First, we will create a semaphore object called xSemaphore with the type SemaphoreHandle_t. This semaphore handle can be used to create any type of semaphore. In the setup() function, we will set this semaphore handle as a binary semaphore with the help of xSemaphoreCreateBinary(). After that, we will create two tasks called task1 and task2. We are pinning both tasks to core 0 but it doesn’t matter. The default loop() simply binks our LED and does nothing else. Since it is a separate task, other parts of our code have no effects on it.

We are using task1 to release or give the semaphore which signals any listening task that the semaphore is available. task1 will repeat this operation every second. The function used to release a semaphore is xSemaphoreGive(). We have to pass our semaphore xSemaphore to that function to release it. The function will set the semaphore to some value representing the released state (this can true for example).

task2 is a separate task running parallel to task1. task2 will check if the semaphore xSemaphore is available using the xSemaphoreTake() function. We need to pass two arguments to this function; the semaphore handle to check and the timeout (as tick count) for the operation. If the semaphore is not acquired within the timeout, the function will return false. This will skip the first if block and print a “Binary Semaphore not acquired” message. If the semaphore gets acquired within the timeout, the message “Binary Semaphore acquired” will be printed along with the timestamp.

xTaskGetTickCount() returns the tick count (a counter value that represents the clock signal count used by the processor). portTICK_PERIOD_MS is a macro that allows specifying time in milliseconds in tick count format. Since we are only releasing the semaphore every second, task2 will only acquire it every second and fail to acquire it in every other case. Try executing the program and you will see the result shown below.

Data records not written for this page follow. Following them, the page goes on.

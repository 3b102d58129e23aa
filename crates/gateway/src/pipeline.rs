//! Ingress pipeline.
//!
//! Validates one upload and intent, reduces the media to text, resolves the
//! fingerprint through the response cache (coalescing concurrent identical
//! requests), and composes the response payload.

use std::sync::Arc;
use tokio::time::Instant;

use intentlens_core::{
    traits::{InferenceClient, ResponseCache},
    types::{CacheEntry, Fingerprint, Intent, PipelineResult, UploadedMedia},
    Error, Result,
};
use intentlens_governance::{track_cache, track_tokens, CacheOutcome};

use crate::composer::{compose, token_estimate};
use crate::reasoning::{ReasoningChain, ReasoningInput, StageFailure};
use crate::reduction::ReducerSet;
use crate::single_flight::{Flight, InFlightRegistry};

/// One inbound request as parsed by the transport.
#[derive(Debug, Clone, Default)]
pub struct ProcessRequest {
    pub file: Option<UploadedMedia>,
    pub intent: Option<String>,
}

impl ProcessRequest {
    pub fn new(file: UploadedMedia, intent: impl Into<String>) -> Self {
        Self {
            file: Some(file),
            intent: Some(intent.into()),
        }
    }
}

/// The request pipeline shared by all handlers.
pub struct MediaPipeline {
    reducers: ReducerSet,
    chain: ReasoningChain,
    cache: Arc<dyn ResponseCache>,
    flights: InFlightRegistry,
}

impl MediaPipeline {
    /// Pipeline with the default reducers over `client`.
    pub fn new(client: Arc<dyn InferenceClient>, cache: Arc<dyn ResponseCache>) -> Self {
        Self {
            reducers: ReducerSet::new(client.clone()),
            chain: ReasoningChain::new(client),
            cache,
            flights: InFlightRegistry::new(),
        }
    }

    /// Replace the reducer set.
    pub fn with_reducers(mut self, reducers: ReducerSet) -> Self {
        self.reducers = reducers;
        self
    }

    /// Number of fingerprints currently being computed.
    pub fn in_flight(&self) -> usize {
        self.flights.len()
    }

    /// Process one request end to end.
    ///
    /// Validation failures return before any inference call. Reduction
    /// always runs, since the fingerprint covers the reduced text.
    pub async fn process(&self, request: ProcessRequest) -> Result<PipelineResult> {
        let started = Instant::now();

        let media = request.file.ok_or(Error::MissingFile)?;
        let intent = match request.intent {
            Some(raw) if !raw.is_empty() => Intent::new(raw),
            _ => return Err(Error::MissingIntent),
        };
        let modality = media.modality()?;

        tracing::info!(
            modality = %modality,
            intent = %intent,
            size = media.size(),
            "Processing upload"
        );

        let intermediate_text = self.reducers.for_modality(modality).reduce(&media).await?;
        let fingerprint = Fingerprint::compute(modality, &intent, &intermediate_text);

        let input = ReasoningInput {
            modality,
            intermediate_text: &intermediate_text,
            intent: &intent,
        };
        let (entry, outcome) = self.resolve(&fingerprint, input).await?;
        track_cache(outcome);

        let result = compose(entry, started.elapsed(), outcome != CacheOutcome::Miss);
        tracing::info!(
            fingerprint = %fingerprint.short(),
            cached = result.cached,
            latency_ms = result.latency_ms,
            token_estimate = result.token_estimate,
            "Request completed"
        );
        Ok(result)
    }

    /// Find or compute the entry for `fingerprint`.
    async fn resolve(
        &self,
        fingerprint: &Fingerprint,
        input: ReasoningInput<'_>,
    ) -> Result<(CacheEntry, CacheOutcome)> {
        loop {
            if let Some(entry) = self.lookup(fingerprint).await {
                return Ok((entry, CacheOutcome::Hit));
            }

            match self.flights.join(fingerprint) {
                Flight::Follower(follower) => {
                    tracing::debug!(fingerprint = %fingerprint.short(), "Waiting on in-flight computation");
                    match follower.wait().await {
                        Some(Ok(entry)) => return Ok((entry, CacheOutcome::Coalesced)),
                        Some(Err(failure)) => return Err(failure.into()),
                        // Leader was cancelled before publishing.
                        None => continue,
                    }
                }
                Flight::Leader(leader) => {
                    // A previous leader may have stored the entry between
                    // our lookup and claiming the fingerprint.
                    if let Some(entry) = self.lookup(fingerprint).await {
                        leader.complete(Ok(entry.clone()));
                        return Ok((entry, CacheOutcome::Hit));
                    }

                    let outcome = self.compute(fingerprint, input).await;
                    leader.complete(outcome.clone());
                    return outcome
                        .map(|entry| (entry, CacheOutcome::Miss))
                        .map_err(Error::from);
                }
            }
        }
    }

    async fn lookup(&self, fingerprint: &Fingerprint) -> Option<CacheEntry> {
        match self.cache.get(fingerprint).await {
            Ok(found) => found,
            Err(e) => {
                tracing::warn!(fingerprint = %fingerprint.short(), error = %e, "Cache lookup failed, treating as miss");
                None
            }
        }
    }

    /// Run the reasoning chain and store the result.
    async fn compute(
        &self,
        fingerprint: &Fingerprint,
        input: ReasoningInput<'_>,
    ) -> std::result::Result<CacheEntry, StageFailure> {
        let output = self.chain.run(input).await?;

        let entry = CacheEntry {
            token_estimate: token_estimate(&output.answer),
            result: output.answer.text,
            intermediate_text: input.intermediate_text.to_string(),
        };
        track_tokens(entry.token_estimate);

        if let Err(e) = self.cache.set(fingerprint, entry.clone()).await {
            tracing::warn!(fingerprint = %fingerprint.short(), error = %e, "Failed to store cache entry");
        }
        Ok(entry)
    }
}
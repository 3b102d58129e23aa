//! Modality reduction: media bytes in, text out.

use async_trait::async_trait;
use std::sync::Arc;

use intentlens_core::{
    traits::InferenceClient,
    types::{Modality, UploadedMedia},
    Error, Result,
};
use intentlens_governance::track_inference;

use crate::{audio::AudioReducer, vision::ImageReducer};

/// Converts one upload into intermediate text.
#[async_trait]
pub trait ModalityReducer: Send + Sync {
    /// Modality this reducer handles.
    fn modality(&self) -> Modality;

    /// Reduce the media to text. Failures are [`Error::ReductionFailed`].
    async fn reduce(&self, media: &UploadedMedia) -> Result<String>;
}

/// Send `media` with a fixed instruction and return the produced text.
///
/// One attempt only. The service error text becomes the failure cause.
pub(crate) async fn reduce_with_instruction(
    client: &dyn InferenceClient,
    modality: Modality,
    instruction: &str,
    media: &UploadedMedia,
) -> Result<String> {
    let outcome = client.generate_with_media(instruction, media).await;
    track_inference("reduction", outcome.is_ok());

    match outcome {
        Ok(generation) if !generation.text.trim().is_empty() => Ok(generation.text),
        Ok(_) => Err(Error::reduction(
            modality,
            Error::model_provider("service returned no text"),
        )),
        Err(e) => {
            tracing::warn!(modality = %modality, error = %e, "Reduction call failed");
            Err(Error::reduction(modality, e))
        }
    }
}

/// One reducer per modality.
#[derive(Clone)]
pub struct ReducerSet {
    image: Arc<dyn ModalityReducer>,
    audio: Arc<dyn ModalityReducer>,
}

impl ReducerSet {
    /// Default image and audio reducers over one client.
    pub fn new(client: Arc<dyn InferenceClient>) -> Self {
        Self {
            image: Arc::new(ImageReducer::new(client.clone())),
            audio: Arc::new(AudioReducer::new(client)),
        }
    }

    /// Replace the reducer for `reducer.modality()`.
    pub fn with_reducer(mut self, reducer: Arc<dyn ModalityReducer>) -> Self {
        match reducer.modality() {
            Modality::Image => self.image = reducer,
            Modality::Audio => self.audio = reducer,
        }
        self
    }

    pub fn for_modality(&self, modality: Modality) -> &Arc<dyn ModalityReducer> {
        match modality {
            Modality::Image => &self.image,
            Modality::Audio => &self.audio,
        }
    }
}
//! Core type definitions for IntentLens.
//!
//! Broken down into submodules by pipeline stage.

pub mod intent;
pub mod media;
pub mod pipeline;

pub use intent::*;
pub use media::*;
pub use pipeline::*;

How-to-Write-Parallel-Multitasking-Applications-for-ESP32-with-FreeRTOS-and-Arduino-ESP32-Binary-Semaphore-Example-CIRCUITSTATE-Electronics-01
ESP32 Binary Semaphore example

We can see that task2 fails to acquire the semaphore four times before it acquires it the fifth time. The most important thing difference you need to understand is that the binary semaphore we used did not lock any resources from other tasks. Instead, task1 was only signaling task2 that a semaphore was available. That’s the difference between a binary semaphore and a mutex.

Counting Semaphore

Now let’s write an Arduino sketch to demonstrate a counting semaphore on ESP32. Try uploading the following code.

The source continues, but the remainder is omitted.